*** RECORDS TO USE Section Begins ***

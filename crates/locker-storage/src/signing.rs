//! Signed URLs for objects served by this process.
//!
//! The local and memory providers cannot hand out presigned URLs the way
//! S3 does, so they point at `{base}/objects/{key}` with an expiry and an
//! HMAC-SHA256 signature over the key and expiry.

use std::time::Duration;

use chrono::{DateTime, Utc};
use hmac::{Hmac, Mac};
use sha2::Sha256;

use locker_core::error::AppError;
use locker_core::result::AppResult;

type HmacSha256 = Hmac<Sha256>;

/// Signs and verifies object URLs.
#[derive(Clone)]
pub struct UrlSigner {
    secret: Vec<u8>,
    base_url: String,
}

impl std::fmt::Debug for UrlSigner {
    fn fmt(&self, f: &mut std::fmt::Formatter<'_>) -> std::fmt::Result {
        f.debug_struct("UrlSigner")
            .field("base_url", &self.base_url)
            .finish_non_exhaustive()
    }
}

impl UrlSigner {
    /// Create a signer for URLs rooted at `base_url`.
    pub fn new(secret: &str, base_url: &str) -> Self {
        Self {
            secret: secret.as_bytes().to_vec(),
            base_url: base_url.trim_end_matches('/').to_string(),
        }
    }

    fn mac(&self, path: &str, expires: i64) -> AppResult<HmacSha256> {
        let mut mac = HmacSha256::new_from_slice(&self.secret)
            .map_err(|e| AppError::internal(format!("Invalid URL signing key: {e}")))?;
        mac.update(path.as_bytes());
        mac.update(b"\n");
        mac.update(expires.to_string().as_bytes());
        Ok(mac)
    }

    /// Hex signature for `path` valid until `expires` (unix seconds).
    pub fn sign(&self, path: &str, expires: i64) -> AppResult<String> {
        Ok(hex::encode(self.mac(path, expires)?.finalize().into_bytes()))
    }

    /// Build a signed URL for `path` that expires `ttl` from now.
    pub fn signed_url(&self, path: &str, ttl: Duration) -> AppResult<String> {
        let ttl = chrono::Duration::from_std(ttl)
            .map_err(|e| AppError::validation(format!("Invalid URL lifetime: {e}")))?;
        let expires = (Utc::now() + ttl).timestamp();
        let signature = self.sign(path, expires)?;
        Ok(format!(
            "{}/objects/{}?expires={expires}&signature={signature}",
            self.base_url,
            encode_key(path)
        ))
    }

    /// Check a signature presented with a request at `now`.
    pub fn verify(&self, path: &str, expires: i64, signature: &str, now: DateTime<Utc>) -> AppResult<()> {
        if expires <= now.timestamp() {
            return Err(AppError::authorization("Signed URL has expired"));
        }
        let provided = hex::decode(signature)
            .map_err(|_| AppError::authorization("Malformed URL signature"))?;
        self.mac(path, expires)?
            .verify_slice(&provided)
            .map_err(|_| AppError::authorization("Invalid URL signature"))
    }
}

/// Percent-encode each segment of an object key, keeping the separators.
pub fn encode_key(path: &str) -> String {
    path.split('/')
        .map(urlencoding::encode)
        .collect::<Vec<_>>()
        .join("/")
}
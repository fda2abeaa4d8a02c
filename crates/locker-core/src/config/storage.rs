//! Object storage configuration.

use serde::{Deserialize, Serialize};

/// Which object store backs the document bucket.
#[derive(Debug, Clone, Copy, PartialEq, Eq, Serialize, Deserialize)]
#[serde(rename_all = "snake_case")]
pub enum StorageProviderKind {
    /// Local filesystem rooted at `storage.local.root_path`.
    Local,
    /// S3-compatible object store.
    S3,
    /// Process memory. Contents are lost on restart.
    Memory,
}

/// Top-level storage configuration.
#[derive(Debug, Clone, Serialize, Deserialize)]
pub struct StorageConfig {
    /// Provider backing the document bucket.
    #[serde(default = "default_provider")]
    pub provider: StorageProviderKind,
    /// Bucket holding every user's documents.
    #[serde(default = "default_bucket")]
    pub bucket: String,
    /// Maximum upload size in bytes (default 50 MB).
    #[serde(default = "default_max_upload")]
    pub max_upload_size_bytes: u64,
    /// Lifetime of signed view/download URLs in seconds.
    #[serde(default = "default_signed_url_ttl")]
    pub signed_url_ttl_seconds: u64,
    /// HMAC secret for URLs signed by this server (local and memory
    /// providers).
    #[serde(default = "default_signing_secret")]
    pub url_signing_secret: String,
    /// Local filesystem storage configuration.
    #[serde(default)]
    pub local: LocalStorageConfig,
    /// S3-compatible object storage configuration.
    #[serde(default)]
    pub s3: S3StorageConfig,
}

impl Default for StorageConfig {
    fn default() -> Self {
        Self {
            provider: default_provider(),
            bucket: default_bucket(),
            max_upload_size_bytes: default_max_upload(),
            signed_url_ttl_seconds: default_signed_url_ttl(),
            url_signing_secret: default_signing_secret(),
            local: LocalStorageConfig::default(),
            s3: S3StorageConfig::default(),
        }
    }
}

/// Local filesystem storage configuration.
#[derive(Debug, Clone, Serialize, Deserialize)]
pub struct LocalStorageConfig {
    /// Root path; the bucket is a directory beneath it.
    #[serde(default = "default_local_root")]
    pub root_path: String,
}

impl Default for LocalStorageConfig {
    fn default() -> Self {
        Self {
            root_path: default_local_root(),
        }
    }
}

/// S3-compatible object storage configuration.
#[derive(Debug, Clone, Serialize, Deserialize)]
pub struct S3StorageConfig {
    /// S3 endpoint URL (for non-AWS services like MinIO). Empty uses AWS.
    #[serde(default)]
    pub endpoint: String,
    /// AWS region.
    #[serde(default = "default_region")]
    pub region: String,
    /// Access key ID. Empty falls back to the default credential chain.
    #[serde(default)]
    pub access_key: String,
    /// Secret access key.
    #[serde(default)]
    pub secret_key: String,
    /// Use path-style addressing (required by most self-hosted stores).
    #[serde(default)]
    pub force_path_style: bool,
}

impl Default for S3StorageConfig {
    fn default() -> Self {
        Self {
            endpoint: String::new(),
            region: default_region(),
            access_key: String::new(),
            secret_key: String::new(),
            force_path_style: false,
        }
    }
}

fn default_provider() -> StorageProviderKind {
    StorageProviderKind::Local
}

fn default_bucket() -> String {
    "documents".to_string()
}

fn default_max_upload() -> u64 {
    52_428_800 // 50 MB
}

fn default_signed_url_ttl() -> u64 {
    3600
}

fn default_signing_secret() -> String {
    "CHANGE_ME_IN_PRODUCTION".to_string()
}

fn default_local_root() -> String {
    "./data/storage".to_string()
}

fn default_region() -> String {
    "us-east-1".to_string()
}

*** RECORDS TO USE Section Ends ***
*** RECORDS TO USE Section Begins ***

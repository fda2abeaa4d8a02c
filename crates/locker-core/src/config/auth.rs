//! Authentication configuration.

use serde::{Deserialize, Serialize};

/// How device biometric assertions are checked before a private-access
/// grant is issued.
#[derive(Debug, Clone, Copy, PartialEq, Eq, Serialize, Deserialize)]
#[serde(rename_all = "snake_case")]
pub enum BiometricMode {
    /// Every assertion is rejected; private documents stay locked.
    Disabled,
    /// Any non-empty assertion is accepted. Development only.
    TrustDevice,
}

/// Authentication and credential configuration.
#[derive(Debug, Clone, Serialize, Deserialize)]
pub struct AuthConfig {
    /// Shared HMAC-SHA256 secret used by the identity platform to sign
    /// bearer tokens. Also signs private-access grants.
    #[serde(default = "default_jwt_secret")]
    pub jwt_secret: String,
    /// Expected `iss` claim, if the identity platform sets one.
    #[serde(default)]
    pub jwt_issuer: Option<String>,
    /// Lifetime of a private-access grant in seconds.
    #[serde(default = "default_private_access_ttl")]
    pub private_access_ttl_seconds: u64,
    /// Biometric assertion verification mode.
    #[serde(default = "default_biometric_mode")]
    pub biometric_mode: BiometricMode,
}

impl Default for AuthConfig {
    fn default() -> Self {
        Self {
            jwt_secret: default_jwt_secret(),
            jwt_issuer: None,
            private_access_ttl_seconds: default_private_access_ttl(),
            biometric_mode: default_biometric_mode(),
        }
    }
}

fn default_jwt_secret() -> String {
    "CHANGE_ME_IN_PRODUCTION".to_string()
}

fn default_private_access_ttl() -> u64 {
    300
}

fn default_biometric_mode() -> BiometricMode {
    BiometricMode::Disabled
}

*** RECORDS TO USE Section Ends ***
*** RECORDS TO USE Section Begins ***

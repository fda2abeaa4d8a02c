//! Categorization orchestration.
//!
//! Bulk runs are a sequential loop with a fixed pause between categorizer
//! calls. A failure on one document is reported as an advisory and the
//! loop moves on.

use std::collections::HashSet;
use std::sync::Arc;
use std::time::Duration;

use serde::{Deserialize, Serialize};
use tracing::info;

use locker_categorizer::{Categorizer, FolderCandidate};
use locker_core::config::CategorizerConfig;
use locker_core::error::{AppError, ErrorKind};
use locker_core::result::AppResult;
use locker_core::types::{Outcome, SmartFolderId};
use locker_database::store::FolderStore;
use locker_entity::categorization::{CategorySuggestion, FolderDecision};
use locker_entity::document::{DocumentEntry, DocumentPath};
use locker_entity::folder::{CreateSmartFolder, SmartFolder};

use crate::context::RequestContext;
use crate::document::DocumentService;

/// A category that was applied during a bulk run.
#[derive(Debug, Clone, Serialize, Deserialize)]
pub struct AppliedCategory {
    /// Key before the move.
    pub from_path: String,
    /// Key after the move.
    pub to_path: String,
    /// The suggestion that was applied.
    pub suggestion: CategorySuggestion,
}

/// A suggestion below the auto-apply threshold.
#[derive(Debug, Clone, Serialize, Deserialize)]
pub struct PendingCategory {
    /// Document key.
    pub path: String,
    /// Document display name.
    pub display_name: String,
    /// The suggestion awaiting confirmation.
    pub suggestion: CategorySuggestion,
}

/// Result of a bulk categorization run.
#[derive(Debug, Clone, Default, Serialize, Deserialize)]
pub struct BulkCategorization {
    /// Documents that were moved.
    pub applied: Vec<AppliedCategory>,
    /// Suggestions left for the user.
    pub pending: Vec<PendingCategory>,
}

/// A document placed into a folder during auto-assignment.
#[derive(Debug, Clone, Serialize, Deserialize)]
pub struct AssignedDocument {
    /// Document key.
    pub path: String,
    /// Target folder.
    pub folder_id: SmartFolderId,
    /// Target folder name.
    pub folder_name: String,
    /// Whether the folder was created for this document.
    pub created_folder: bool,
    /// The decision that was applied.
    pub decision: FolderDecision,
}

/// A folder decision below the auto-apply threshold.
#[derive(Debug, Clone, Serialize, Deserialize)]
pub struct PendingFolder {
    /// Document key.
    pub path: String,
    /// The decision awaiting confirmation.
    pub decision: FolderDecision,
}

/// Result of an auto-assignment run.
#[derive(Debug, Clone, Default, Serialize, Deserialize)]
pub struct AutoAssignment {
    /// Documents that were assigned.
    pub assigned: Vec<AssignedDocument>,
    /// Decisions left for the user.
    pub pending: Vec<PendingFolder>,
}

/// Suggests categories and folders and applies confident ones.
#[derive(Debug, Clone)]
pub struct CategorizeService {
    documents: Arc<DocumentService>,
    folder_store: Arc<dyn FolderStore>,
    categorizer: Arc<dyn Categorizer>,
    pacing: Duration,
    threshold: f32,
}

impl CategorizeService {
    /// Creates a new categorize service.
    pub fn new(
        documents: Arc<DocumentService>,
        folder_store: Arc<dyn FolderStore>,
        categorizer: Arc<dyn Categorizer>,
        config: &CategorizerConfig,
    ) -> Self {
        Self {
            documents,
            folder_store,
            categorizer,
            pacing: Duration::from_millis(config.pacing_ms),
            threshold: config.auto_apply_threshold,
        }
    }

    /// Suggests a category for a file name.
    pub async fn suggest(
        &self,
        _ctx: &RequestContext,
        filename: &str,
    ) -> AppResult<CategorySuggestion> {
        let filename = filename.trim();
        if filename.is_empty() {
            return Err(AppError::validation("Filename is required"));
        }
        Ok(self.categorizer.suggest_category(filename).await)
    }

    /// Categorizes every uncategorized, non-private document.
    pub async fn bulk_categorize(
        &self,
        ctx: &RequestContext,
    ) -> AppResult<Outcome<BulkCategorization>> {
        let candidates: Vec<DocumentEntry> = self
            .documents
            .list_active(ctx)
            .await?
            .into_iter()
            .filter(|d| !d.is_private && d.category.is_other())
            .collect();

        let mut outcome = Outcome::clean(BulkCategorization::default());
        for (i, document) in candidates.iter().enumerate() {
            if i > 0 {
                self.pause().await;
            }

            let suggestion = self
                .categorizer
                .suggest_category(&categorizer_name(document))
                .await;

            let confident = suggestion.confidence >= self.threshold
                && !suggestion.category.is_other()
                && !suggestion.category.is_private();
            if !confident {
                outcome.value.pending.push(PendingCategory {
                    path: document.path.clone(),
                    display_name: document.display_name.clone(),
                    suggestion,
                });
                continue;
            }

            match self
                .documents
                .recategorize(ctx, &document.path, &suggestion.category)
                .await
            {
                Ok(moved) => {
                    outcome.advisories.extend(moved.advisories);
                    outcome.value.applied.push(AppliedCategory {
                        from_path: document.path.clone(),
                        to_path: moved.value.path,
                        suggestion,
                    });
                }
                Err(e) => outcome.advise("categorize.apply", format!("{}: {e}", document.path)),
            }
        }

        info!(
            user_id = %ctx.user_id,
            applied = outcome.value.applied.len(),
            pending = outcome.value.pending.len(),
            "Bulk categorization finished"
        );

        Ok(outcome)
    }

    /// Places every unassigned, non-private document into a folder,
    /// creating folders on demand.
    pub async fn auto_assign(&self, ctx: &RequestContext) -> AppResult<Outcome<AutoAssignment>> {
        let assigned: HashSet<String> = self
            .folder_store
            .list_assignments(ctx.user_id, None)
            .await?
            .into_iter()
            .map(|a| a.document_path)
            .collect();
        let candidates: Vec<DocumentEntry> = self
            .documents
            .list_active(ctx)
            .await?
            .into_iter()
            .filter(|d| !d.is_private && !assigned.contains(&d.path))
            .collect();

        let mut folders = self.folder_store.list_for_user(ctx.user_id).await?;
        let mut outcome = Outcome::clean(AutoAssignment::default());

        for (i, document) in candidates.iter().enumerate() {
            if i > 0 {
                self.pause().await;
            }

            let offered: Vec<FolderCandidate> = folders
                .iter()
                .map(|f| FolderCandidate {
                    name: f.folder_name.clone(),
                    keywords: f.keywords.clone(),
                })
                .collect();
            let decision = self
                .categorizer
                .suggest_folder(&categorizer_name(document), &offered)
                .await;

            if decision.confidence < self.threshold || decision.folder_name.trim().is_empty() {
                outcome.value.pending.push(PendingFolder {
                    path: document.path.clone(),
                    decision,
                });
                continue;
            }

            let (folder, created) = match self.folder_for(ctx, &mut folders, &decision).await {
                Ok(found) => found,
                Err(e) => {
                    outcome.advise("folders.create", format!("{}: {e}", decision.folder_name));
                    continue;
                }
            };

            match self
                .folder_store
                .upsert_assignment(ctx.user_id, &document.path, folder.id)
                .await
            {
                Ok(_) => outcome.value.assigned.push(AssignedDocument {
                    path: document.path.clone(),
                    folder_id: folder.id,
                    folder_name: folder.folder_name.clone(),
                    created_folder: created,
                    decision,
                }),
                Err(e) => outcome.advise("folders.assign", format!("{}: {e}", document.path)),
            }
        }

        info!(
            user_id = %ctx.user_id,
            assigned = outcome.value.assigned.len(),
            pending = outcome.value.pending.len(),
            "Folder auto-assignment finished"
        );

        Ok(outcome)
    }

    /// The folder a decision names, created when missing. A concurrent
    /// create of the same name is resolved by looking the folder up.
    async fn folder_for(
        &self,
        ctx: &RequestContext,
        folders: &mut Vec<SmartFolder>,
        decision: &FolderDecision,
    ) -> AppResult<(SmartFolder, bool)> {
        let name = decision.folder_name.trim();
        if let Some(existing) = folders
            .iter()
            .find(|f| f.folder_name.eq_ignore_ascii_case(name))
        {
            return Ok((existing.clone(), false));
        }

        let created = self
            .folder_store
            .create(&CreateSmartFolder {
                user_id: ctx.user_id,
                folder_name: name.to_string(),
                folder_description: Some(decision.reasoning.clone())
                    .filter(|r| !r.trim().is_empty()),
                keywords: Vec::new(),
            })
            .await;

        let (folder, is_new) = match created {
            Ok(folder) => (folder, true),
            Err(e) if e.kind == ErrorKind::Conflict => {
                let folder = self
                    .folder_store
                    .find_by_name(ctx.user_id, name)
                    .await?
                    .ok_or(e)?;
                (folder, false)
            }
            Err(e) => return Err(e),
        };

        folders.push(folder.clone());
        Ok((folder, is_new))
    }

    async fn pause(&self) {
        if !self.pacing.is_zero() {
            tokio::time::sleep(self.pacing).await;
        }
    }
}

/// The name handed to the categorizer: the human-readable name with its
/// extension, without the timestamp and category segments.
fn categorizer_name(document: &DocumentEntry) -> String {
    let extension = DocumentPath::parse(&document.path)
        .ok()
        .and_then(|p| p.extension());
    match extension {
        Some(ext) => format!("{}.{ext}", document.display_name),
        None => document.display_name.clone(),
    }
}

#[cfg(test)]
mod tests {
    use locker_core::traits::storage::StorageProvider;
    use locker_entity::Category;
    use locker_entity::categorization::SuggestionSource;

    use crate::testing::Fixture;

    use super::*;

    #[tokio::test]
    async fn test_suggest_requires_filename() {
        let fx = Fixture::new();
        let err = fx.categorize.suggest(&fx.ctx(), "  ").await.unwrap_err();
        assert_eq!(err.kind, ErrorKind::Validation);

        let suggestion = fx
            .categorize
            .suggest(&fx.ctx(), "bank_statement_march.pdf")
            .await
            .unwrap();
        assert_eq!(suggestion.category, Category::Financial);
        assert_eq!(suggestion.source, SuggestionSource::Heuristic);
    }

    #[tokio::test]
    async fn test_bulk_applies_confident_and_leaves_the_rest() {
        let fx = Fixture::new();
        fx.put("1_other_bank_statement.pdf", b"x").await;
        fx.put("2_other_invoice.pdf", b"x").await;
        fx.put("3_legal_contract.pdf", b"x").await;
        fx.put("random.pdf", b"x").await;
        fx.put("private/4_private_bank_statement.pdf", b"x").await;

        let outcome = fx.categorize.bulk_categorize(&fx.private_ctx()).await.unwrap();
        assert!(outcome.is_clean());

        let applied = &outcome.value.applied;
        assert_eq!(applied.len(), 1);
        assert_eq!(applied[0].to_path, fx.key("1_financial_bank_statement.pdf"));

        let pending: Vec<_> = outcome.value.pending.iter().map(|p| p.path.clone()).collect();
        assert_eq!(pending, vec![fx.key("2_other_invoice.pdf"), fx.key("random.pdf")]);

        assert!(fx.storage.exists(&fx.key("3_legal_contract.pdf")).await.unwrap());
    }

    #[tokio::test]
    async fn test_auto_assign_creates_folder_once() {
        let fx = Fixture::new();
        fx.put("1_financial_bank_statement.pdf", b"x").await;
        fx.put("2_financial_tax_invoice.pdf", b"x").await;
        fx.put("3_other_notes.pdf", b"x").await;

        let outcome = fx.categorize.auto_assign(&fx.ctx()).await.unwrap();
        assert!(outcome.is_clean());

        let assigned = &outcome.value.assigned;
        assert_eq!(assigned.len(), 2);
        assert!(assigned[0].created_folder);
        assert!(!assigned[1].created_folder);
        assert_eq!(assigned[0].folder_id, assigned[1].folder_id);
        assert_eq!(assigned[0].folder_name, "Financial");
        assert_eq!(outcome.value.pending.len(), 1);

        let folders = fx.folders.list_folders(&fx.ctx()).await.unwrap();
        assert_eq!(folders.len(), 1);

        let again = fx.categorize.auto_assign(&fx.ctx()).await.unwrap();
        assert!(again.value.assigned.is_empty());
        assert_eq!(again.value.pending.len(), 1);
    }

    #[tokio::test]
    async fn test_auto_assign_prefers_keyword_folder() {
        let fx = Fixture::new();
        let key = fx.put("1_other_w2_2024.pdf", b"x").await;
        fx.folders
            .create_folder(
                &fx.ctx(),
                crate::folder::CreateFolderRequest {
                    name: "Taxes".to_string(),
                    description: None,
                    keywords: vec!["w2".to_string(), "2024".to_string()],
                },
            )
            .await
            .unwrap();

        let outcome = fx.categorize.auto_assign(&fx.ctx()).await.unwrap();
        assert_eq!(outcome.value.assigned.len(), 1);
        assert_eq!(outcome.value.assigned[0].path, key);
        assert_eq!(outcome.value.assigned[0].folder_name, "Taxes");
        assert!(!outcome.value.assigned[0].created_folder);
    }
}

*** RECORDS TO USE Section Ends ***

WORK ITEM
How many of the lines in the records include the string "FolderStore"? Reply with the number alone.

YOUR SOLUTION
3